[Start of Attachment]

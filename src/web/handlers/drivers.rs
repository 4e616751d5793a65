//! Driver browser and CRUD pages.

use askama::Template;
use askama_web::WebTemplate;
use axum::{
    Extension, Form,
    extract::{Path, Query, State},
    response::{IntoResponse, Redirect, Response},
};
use serde::Deserialize;
use serde_with::{NoneAsEmptyString, serde_as};

use crate::api::dto::pagination::PaginationParams;
use crate::domain::entities::{
    AccessToken, Company, ComplianceReport, DocumentKind, Driver, DriverFilter, DriverStatus,
};
use crate::state::AppState;
use crate::web::error::WebError;
use crate::web::forms::{
    DriverForm, SelectOption, company_options, form_errors, is_form_error, status_options,
};
use crate::web::handlers::documents::DocumentRow;
use crate::web::handlers::{format_date, notice_message, today};
use crate::web::pager::Pager;

/// Driver fields preformatted for display.
pub struct DriverRow {
    pub id: i64,
    pub full_name: String,
    pub phone: String,
    pub email: String,
    pub national_id: String,
    pub company: String,
    pub status_label: &'static str,
    pub status_class: &'static str,
    pub hired_on: String,
    pub created_at: String,
}

impl From<&Driver> for DriverRow {
    fn from(driver: &Driver) -> Self {
        let status_class = match driver.status {
            DriverStatus::Active => "ok",
            DriverStatus::Inactive => "muted",
            DriverStatus::Suspended => "danger",
        };
        Self {
            id: driver.id,
            full_name: driver.full_name.clone(),
            phone: driver.phone.clone(),
            email: driver.email.clone().unwrap_or_else(|| "-".to_string()),
            national_id: driver.national_id.clone().unwrap_or_else(|| "-".to_string()),
            company: driver
                .company_name
                .clone()
                .unwrap_or_else(|| "-".to_string()),
            status_label: driver.status.label(),
            status_class,
            hired_on: format_date(driver.hired_on),
            created_at: driver.created_at.format("%Y-%m-%d %H:%M").to_string(),
        }
    }
}

#[serde_as]
#[derive(Debug, Default, Deserialize)]
pub struct DriverListQuery {
    #[serde_as(as = "NoneAsEmptyString")]
    #[serde(default)]
    pub page: Option<u32>,

    #[serde_as(as = "NoneAsEmptyString")]
    #[serde(default)]
    pub page_size: Option<u32>,

    #[serde(default)]
    pub search: String,

    #[serde(default)]
    pub status: String,

    #[serde(default)]
    pub company_id: String,

    pub notice: Option<String>,
}

#[derive(Debug, Default, Deserialize)]
pub struct NoticeQuery {
    pub notice: Option<String>,
}

#[derive(Template, WebTemplate)]
#[template(path = "drivers/list.html")]
struct DriverListTemplate {
    rows: Vec<DriverRow>,
    pager: Pager,
    search: String,
    status_options: Vec<SelectOption>,
    company_options: Vec<SelectOption>,
    notice: Option<String>,
}

#[derive(Template, WebTemplate)]
#[template(path = "drivers/show.html")]
struct DriverShowTemplate {
    driver: DriverRow,
    documents: Vec<DocumentRow>,
    compliant: bool,
    missing: Vec<&'static str>,
    expired: Vec<&'static str>,
    expiring: Vec<&'static str>,
    warning_days: u32,
    notice: Option<String>,
}

#[derive(Template, WebTemplate)]
#[template(path = "drivers/form.html")]
struct DriverFormTemplate {
    heading: String,
    action: String,
    cancel_href: String,
    form: DriverForm,
    status_options: Vec<SelectOption>,
    company_options: Vec<SelectOption>,
    errors: Vec<String>,
}

impl DriverFormTemplate {
    fn new(
        heading: String,
        action: String,
        cancel_href: String,
        form: DriverForm,
        companies: &[Company],
    ) -> Self {
        Self {
            heading,
            action,
            cancel_href,
            status_options: status_options(&form.status),
            company_options: company_options(companies, &form.company_id),
            form,
            errors: Vec::new(),
        }
    }

    fn with_errors(mut self, errors: Vec<String>) -> Self {
        self.errors = errors;
        self
    }
}

fn labels(kinds: &[DocumentKind]) -> Vec<&'static str> {
    kinds.iter().map(DocumentKind::label).collect()
}

/// Driver list with search, status/company filters and page controls.
///
/// # Endpoint
///
/// `GET /dashboard/drivers?search=&status=&company_id=&page=&page_size=`
pub async fn drivers_handler(
    State(state): State<AppState>,
    Extension(token): Extension<AccessToken>,
    Query(query): Query<DriverListQuery>,
) -> Result<impl IntoResponse, WebError> {
    let pagination = PaginationParams {
        page: query.page,
        page_size: query.page_size,
    };
    let status = DriverStatus::ALL
        .into_iter()
        .find(|s| s.as_str() == query.status.trim());
    let company_id = query.company_id.trim().parse::<i64>().ok();

    let filter = DriverFilter::new(pagination.to_request(state.settings.default_page_size))
        .with_search(Some(query.search.clone()))
        .with_status(status)
        .with_company(company_id);

    let (page, companies) = tokio::try_join!(
        state.driver_service.list(&token, filter),
        state.driver_service.companies(&token),
    )?;

    let mut params = vec![
        ("search", query.search.clone()),
        ("status", query.status.clone()),
        ("company_id", query.company_id.clone()),
    ];
    if let Some(size) = query.page_size {
        params.push(("page_size", size.to_string()));
    }
    let pager = Pager::new(&page, "/dashboard/drivers", &params);

    Ok(DriverListTemplate {
        rows: page.items.iter().map(DriverRow::from).collect(),
        pager,
        search: query.search,
        status_options: status_options(&query.status),
        company_options: company_options(&companies, &query.company_id),
        notice: notice_message(query.notice.as_deref()),
    })
}

/// Driver profile with documents and their compliance summary.
///
/// # Endpoint
///
/// `GET /dashboard/drivers/{id}`
pub async fn driver_handler(
    State(state): State<AppState>,
    Extension(token): Extension<AccessToken>,
    Path(id): Path<i64>,
    Query(query): Query<NoticeQuery>,
) -> Result<impl IntoResponse, WebError> {
    let today = today();
    let (driver, documents) = tokio::try_join!(
        state.driver_service.get(&token, id),
        state.document_service.list(&token, id, today),
    )?;
    let compliance = ComplianceReport::from_views(&documents);

    Ok(DriverShowTemplate {
        driver: DriverRow::from(&driver),
        documents: documents.iter().map(DocumentRow::from).collect(),
        compliant: compliance.is_compliant(),
        missing: labels(&compliance.missing),
        expired: labels(&compliance.expired),
        expiring: labels(&compliance.expiring_soon),
        warning_days: state.document_service.warning_days(),
        notice: notice_message(query.notice.as_deref()),
    })
}

/// Empty driver form.
///
/// # Endpoint
///
/// `GET /dashboard/drivers/new`
pub async fn new_driver_handler(
    State(state): State<AppState>,
    Extension(token): Extension<AccessToken>,
) -> Result<impl IntoResponse, WebError> {
    let companies = state.driver_service.companies(&token).await?;
    let form = DriverForm {
        status: DriverStatus::Active.as_str().to_string(),
        ..Default::default()
    };
    Ok(DriverFormTemplate::new(
        "New driver".to_string(),
        "/dashboard/drivers".to_string(),
        "/dashboard/drivers".to_string(),
        form,
        &companies,
    ))
}

/// Creates a driver; invalid input re-renders the form with `400`.
///
/// # Endpoint
///
/// `POST /dashboard/drivers`
pub async fn create_driver_handler(
    State(state): State<AppState>,
    Extension(token): Extension<AccessToken>,
    Form(form): Form<DriverForm>,
) -> Result<Response, WebError> {
    let result = match form.to_new_driver() {
        Ok(new_driver) => state.driver_service.create(&token, new_driver).await,
        Err(err) => Err(err),
    };

    match result {
        Ok(driver) => Ok(
            Redirect::to(&format!("/dashboard/drivers/{}?notice=created", driver.id))
                .into_response(),
        ),
        Err(err) if is_form_error(&err) => {
            let companies = state.driver_service.companies(&token).await?;
            let page = DriverFormTemplate::new(
                "New driver".to_string(),
                "/dashboard/drivers".to_string(),
                "/dashboard/drivers".to_string(),
                form,
                &companies,
            )
            .with_errors(form_errors(&err));
            Ok((err.status(), page).into_response())
        }
        Err(err) => Err(err.into()),
    }
}

fn edit_form(id: i64, form: DriverForm, companies: &[Company]) -> DriverFormTemplate {
    DriverFormTemplate::new(
        "Edit driver".to_string(),
        format!("/dashboard/drivers/{id}"),
        format!("/dashboard/drivers/{id}"),
        form,
        companies,
    )
}

/// Edit form prefilled with the stored values.
///
/// # Endpoint
///
/// `GET /dashboard/drivers/{id}/edit`
pub async fn edit_driver_handler(
    State(state): State<AppState>,
    Extension(token): Extension<AccessToken>,
    Path(id): Path<i64>,
) -> Result<impl IntoResponse, WebError> {
    let (driver, companies) = tokio::try_join!(
        state.driver_service.get(&token, id),
        state.driver_service.companies(&token),
    )?;
    Ok(edit_form(id, DriverForm::from_driver(&driver), &companies))
}

/// Saves changed fields. Submitting an unchanged form redirects with
/// `notice=unchanged` instead of calling the backend.
///
/// # Endpoint
///
/// `POST /dashboard/drivers/{id}`
pub async fn update_driver_handler(
    State(state): State<AppState>,
    Extension(token): Extension<AccessToken>,
    Path(id): Path<i64>,
    Form(form): Form<DriverForm>,
) -> Result<Response, WebError> {
    let current = state.driver_service.get(&token, id).await?;

    let result = match form.to_patch(&current) {
        Ok(patch) if patch.is_empty() => {
            return Ok(
                Redirect::to(&format!("/dashboard/drivers/{id}?notice=unchanged")).into_response(),
            );
        }
        Ok(patch) => state.driver_service.update(&token, id, patch).await,
        Err(err) => Err(err),
    };

    match result {
        Ok(_) => Ok(Redirect::to(&format!("/dashboard/drivers/{id}?notice=updated")).into_response()),
        Err(err) if is_form_error(&err) => {
            let companies = state.driver_service.companies(&token).await?;
            let page = edit_form(id, form, &companies).with_errors(form_errors(&err));
            Ok((err.status(), page).into_response())
        }
        Err(err) => Err(err.into()),
    }
}

/// Deletes a driver and returns to the list.
///
/// # Endpoint
///
/// `POST /dashboard/drivers/{id}/delete`
pub async fn delete_driver_handler(
    State(state): State<AppState>,
    Extension(token): Extension<AccessToken>,
    Path(id): Path<i64>,
) -> Result<Redirect, WebError> {
    state.driver_service.delete(&token, id).await?;
    Ok(Redirect::to("/dashboard/drivers?notice=deleted"))
}
//! HTTP request handlers for API endpoints.
//!
//! Each handler module corresponds to a logical grouping of endpoints.

pub mod analytics;
pub mod health;
pub mod pager;

pub use analytics::{summary_handler, trips_by_company_handler, trips_over_time_handler};
pub use health::health_handler;
pub use pager::pager_handler;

[End of Attachment]

- _What to produce_:
Beginning with the opening line above, retype the records exactly through the line with "pub status_label: &'static", both ends included.

- _Result_:
filename src/web/handlers/drivers.rs
repository 4e616751d5793a65
//! Driver browser and CRUD pages.

use askama::Template;
use askama_web::WebTemplate;
use axum::{
    Extension, Form,
    extract::{Path, Query, State},
    response::{IntoResponse, Redirect, Response},
};
use serde::Deserialize;
use serde_with::{NoneAsEmptyString, serde_as};

use crate::api::dto::pagination::PaginationParams;
use crate::domain::entities::{
    AccessToken, Company, ComplianceReport, DocumentKind, Driver, DriverFilter, DriverStatus,
};
use crate::state::AppState;
use crate::web::error::WebError;
use crate::web::forms::{
    DriverForm, SelectOption, company_options, form_errors, is_form_error, status_options,
};
use crate::web::handlers::documents::DocumentRow;
use crate::web::handlers::{format_date, notice_message, today};
use crate::web::pager::Pager;

/// Driver fields preformatted for display.
pub struct DriverRow {
    pub id: i64,
    pub full_name: String,
    pub phone: String,
    pub email: String,
    pub national_id: String,
    pub company: String,
    pub status_label: &'static str,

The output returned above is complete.